Since the only remedies available for a private plaintiff are injunctive relief (i.e. compelling the property owner to fix the violation) and recovery of attorneys’ fees, it’s no surprise that these attorneys would rather sprint to the courthouse than notify owners of alleged violations and seek a resolution. This is perhaps the most pernicious aspect of these frivolous claims: It’s the lawyers, rather than the disabled community, who benefit from this scheme, making it a clear violation of both the spirit and letter of the ADA law.

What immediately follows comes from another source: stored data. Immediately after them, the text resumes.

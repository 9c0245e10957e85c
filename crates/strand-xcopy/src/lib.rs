//! # strand-xcopy
//!
//! The tree-copy task engine: replicates a selected set of entries from
//! a source location into a destination location, recursively for
//! directories, across four operation kinds:
//!
//! - `copy` / `move`: both endpoints inside the virtual tree
//! - `import` / `export`: one endpoint is an unmanaged native mount
//!
//! Every selected entry becomes a task node driven through a state
//! machine; name/type collisions park the node in `Conflict` until a
//! policy arrives through the control surface. One controller task owns
//! the whole tree; see [`create`] and [`XcopyTask`].

pub mod policy;
pub mod state;
mod task;
pub mod view;

pub use policy::{NodePatch, Policies, PolicyKind, TypedPolicy};
pub use state::NodeState;
pub use view::{NodeView, TaskView};

use std::fs;
use std::io;
use std::path::PathBuf;

use serde::{Deserialize, Serialize};
use thiserror::Error;
use tokio::sync::{mpsc, oneshot, watch};
use uuid::Uuid;

use strand_fs::{FsError, Policy};
use strand_vfs::{Vfs, VfsError};
use strand_xstat::{self as xstat, EntryKind, XstatError};

use task::{ChildSpec, Cmd, Engine};

/// Queue depth for control commands.
const CMD_CHANNEL_CAPACITY: usize = 16;

/// Directional composition of internal/external endpoints.
#[derive(Debug, Clone, Copy, PartialEq, Eq, Serialize, Deserialize)]
#[serde(rename_all = "lowercase")]
pub enum XcopyKind {
    Copy,
    Move,
    Import,
    Export,
}

/// One endpoint of a task: a directory inside a managed drive, or a
/// path on an unmanaged native mount.
#[derive(Debug, Clone, PartialEq, Eq, Serialize, Deserialize)]
#[serde(tag = "type", rename_all = "lowercase")]
pub enum Location {
    Vfs { drive: Uuid, dir: Uuid },
    Native { path: PathBuf },
}

/// Errors surfaced by the copy engine
#[derive(Debug, Error)]
pub enum XcopyError {
    #[error("unknown task node: {0}")]
    UnknownNode(Uuid),

    #[error("operation kind does not match endpoint domains")]
    InvalidEndpoints,

    #[error("source entry not found: {0}")]
    MissingEntry(String),

    #[error("task is no longer running")]
    TaskGone,

    #[error(transparent)]
    Vfs(#[from] VfsError),

    #[error(transparent)]
    Fs(#[from] FsError),

    #[error(transparent)]
    Xstat(#[from] XstatError),

    #[error("I/O error: {0}")]
    Io(#[from] io::Error),
}

pub type Result<T> = std::result::Result<T, XcopyError>;

/// Creation parameters for one task.
#[derive(Debug, Clone)]
pub struct XcopyRequest {
    pub kind: XcopyKind,
    pub src: Location,
    pub dst: Location,
    /// Names of the selected entries inside the source directory.
    pub entries: Vec<String>,
    /// Task-level policy defaults; per-node overrides arrive later via
    /// the control surface.
    pub policies: Policies,
    pub dir_concurrency: usize,
    pub file_concurrency: usize,
}

impl XcopyRequest {
    pub fn new(kind: XcopyKind, src: Location, dst: Location, entries: Vec<String>) -> Self {
        Self {
            kind,
            src,
            dst,
            entries,
            policies: Policies::default(),
            dir_concurrency: 2,
            file_concurrency: 4,
        }
    }
}

/// Build the task tree for the selected entries and start the
/// controller. The returned handle is the only owner; dropping it
/// tears the controller down once in-flight work settles.
pub async fn create(vfs: &Vfs, req: XcopyRequest) -> Result<XcopyTask> {
    let (managed_src, managed_dst) = match req.kind {
        XcopyKind::Copy | XcopyKind::Move => (true, true),
        XcopyKind::Import => (false, true),
        XcopyKind::Export => (true, false),
    };

    let src_dir = resolve_endpoint(vfs, &req.src, managed_src)?;
    let dst_dir = resolve_endpoint(vfs, &req.dst, managed_dst)?;

    let (stopped_tx, stopped_rx) = watch::channel(false);
    let id = Uuid::new_v4();
    let mut engine = Engine::new(
        id,
        req.kind,
        dst_dir.clone(),
        req.policies,
        req.dir_concurrency,
        req.file_concurrency,
        managed_src,
        managed_dst,
        stopped_tx,
    );

    for name in &req.entries {
        let spec = entry_spec(&src_dir, name, managed_src)?;
        engine.add_root(spec, dst_dir.clone());
    }

    let (cmd_tx, cmd_rx) = mpsc::channel(CMD_CHANNEL_CAPACITY);
    tokio::spawn(engine.run(cmd_rx));

    Ok(XcopyTask {
        id,
        cmd_tx,
        stopped_rx,
    })
}

fn resolve_endpoint(vfs: &Vfs, loc: &Location, managed: bool) -> Result<PathBuf> {
    match (loc, managed) {
        (Location::Vfs { drive, dir }, true) => {
            if vfs.node_drive(*dir)? != *drive {
                return Err(XcopyError::InvalidEndpoints);
            }
            let node = vfs
                .find_by_uuid(*dir)
                .ok_or(VfsError::NodeNotFound(*dir))?;
            if node.kind != EntryKind::Dir {
                return Err(VfsError::NotADirectory(*dir).into());
            }
            Ok(vfs.node_path(*dir)?)
        }
        (Location::Native { path }, false) => {
            let meta = match fs::symlink_metadata(path) {
                Ok(m) => m,
                Err(e) if e.kind() == io::ErrorKind::NotFound => {
                    return Err(FsError::NotFound.into())
                }
                Err(e) => return Err(e.into()),
            };
            if !meta.is_dir() {
                return Err(FsError::NotADirectory.into());
            }
            Ok(path.clone())
        }
        _ => Err(XcopyError::InvalidEndpoints),
    }
}

/// Identify one selected entry of the source directory.
fn entry_spec(src_dir: &std::path::Path, name: &str, managed_src: bool) -> Result<ChildSpec> {
    let path = src_dir.join(name);
    if managed_src {
        let (kind, record) = match xstat::identify(&path) {
            Ok(v) => v,
            Err(XstatError::NotFound) => return Err(XcopyError::MissingEntry(name.to_string())),
            Err(e) => return Err(e.into()),
        };
        let meta = fs::symlink_metadata(&path)?;
        Ok(ChildSpec {
            name: name.to_string(),
            kind,
            size: if kind == EntryKind::File { meta.len() } else { 0 },
            src_uuid: Some(record.uuid),
            src_mtime_ms: xstat::mtime_ms(&meta)?,
            expected_hash: record.hash,
            src_path: path,
        })
    } else {
        let meta = match fs::symlink_metadata(&path) {
            Ok(m) => m,
            Err(e) if e.kind() == io::ErrorKind::NotFound => {
                return Err(XcopyError::MissingEntry(name.to_string()))
            }
            Err(e) => return Err(e.into()),
        };
        let ft = meta.file_type();
        let kind = if ft.is_dir() {
            EntryKind::Dir
        } else if ft.is_file() {
            EntryKind::File
        } else {
            return Err(XstatError::UnsupportedEntryType.into());
        };
        Ok(ChildSpec {
            name: name.to_string(),
            kind,
            size: if kind == EntryKind::File { meta.len() } else { 0 },
            src_uuid: None,
            src_mtime_ms: xstat::mtime_ms(&meta)?,
            expected_hash: None,
            src_path: path,
        })
    }
}

/// Handle to a running copy task.
///
/// All methods go through the controller's command channel; the
/// controller exits once the handle is dropped and in-flight workers
/// have settled.
#[derive(Debug)]
pub struct XcopyTask {
    id: Uuid,
    cmd_tx: mpsc::Sender<Cmd>,
    stopped_rx: watch::Receiver<bool>,
}

impl XcopyTask {
    pub fn id(&self) -> Uuid {
        self.id
    }

    /// Set one per-type policy on a node. With `recursive`, the policy
    /// also resolves every unresolved descendant conflict of that kind.
    pub async fn set_policy(
        &self,
        node: Uuid,
        kind: PolicyKind,
        policy: Option<Policy>,
        recursive: bool,
    ) -> Result<()> {
        let (reply, rx) = oneshot::channel();
        self.cmd_tx
            .send(Cmd::SetPolicy {
                node,
                kind,
                policy: TypedPolicy { policy, recursive },
                reply,
            })
            .await
            .map_err(|_| XcopyError::TaskGone)?;
        rx.await.map_err(|_| XcopyError::TaskGone)?
    }

    /// Apply a partial policy patch to a node.
    pub async fn update(&self, node: Uuid, patch: NodePatch) -> Result<()> {
        let (reply, rx) = oneshot::channel();
        self.cmd_tx
            .send(Cmd::Update { node, patch, reply })
            .await
            .map_err(|_| XcopyError::TaskGone)?;
        rx.await.map_err(|_| XcopyError::TaskGone)?
    }

    /// Stop dispatching, let in-flight I/O settle, discard pending
    /// nodes. Cooperative: returns once the controller accepted the
    /// abort, not once everything settled (use [`Self::wait_stopped`]).
    pub async fn abort(&self) -> Result<()> {
        let (reply, rx) = oneshot::channel();
        self.cmd_tx
            .send(Cmd::Abort { reply })
            .await
            .map_err(|_| XcopyError::TaskGone)?;
        rx.await.map_err(|_| XcopyError::TaskGone)
    }

    /// Snapshot of the task tree.
    pub async fn view(&self) -> Result<TaskView> {
        let (reply, rx) = oneshot::channel();
        self.cmd_tx
            .send(Cmd::View { reply })
            .await
            .map_err(|_| XcopyError::TaskGone)?;
        rx.await.map_err(|_| XcopyError::TaskGone)
    }

    /// Resolve once the scheduler has no dispatchable work left: every
    /// node is terminal, or every open node waits for a policy.
    pub async fn wait_stopped(&self) {
        let mut rx = self.stopped_rx.clone();
        let _ = rx.wait_for(|stopped| *stopped).await;
    }
}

Along the way, thousands of businesses have suffered. Think it can’t happen to you? Consider this: The number of Title III ADA lawsuits – those dealing with public accommodations – has skyrocketed over the past 5 years, and more than doubled since 2014. They are also being filed by a tiny subset of the legal community. For example, a single Florida lawyer has filed more than 1,000 ADA lawsuits.

Fortunately Congress has taken note and is working to close this loophole. Earlier this month the House Judiciary Committee approved H.R. 620, the ADA Education and Reform Act. The bill would grant businesses the opportunity to correct alleged ADA violations before spending the time and capital on litigation. This would ensure that the original goal of the Americans with Disabilities Act – to improve access for people with disabilities, not to enrich a small group of unscrupulous attorneys – is ensured. Best of all the bill is bipartisan, and with more than 50 cosponsors enjoys considerable support from both sides of the aisle.

As H.R. 620 advances to the full House of Representatives, NAIOP will continue to work with its real estate allies to educate lawmakers on the importance of reforming the ADA.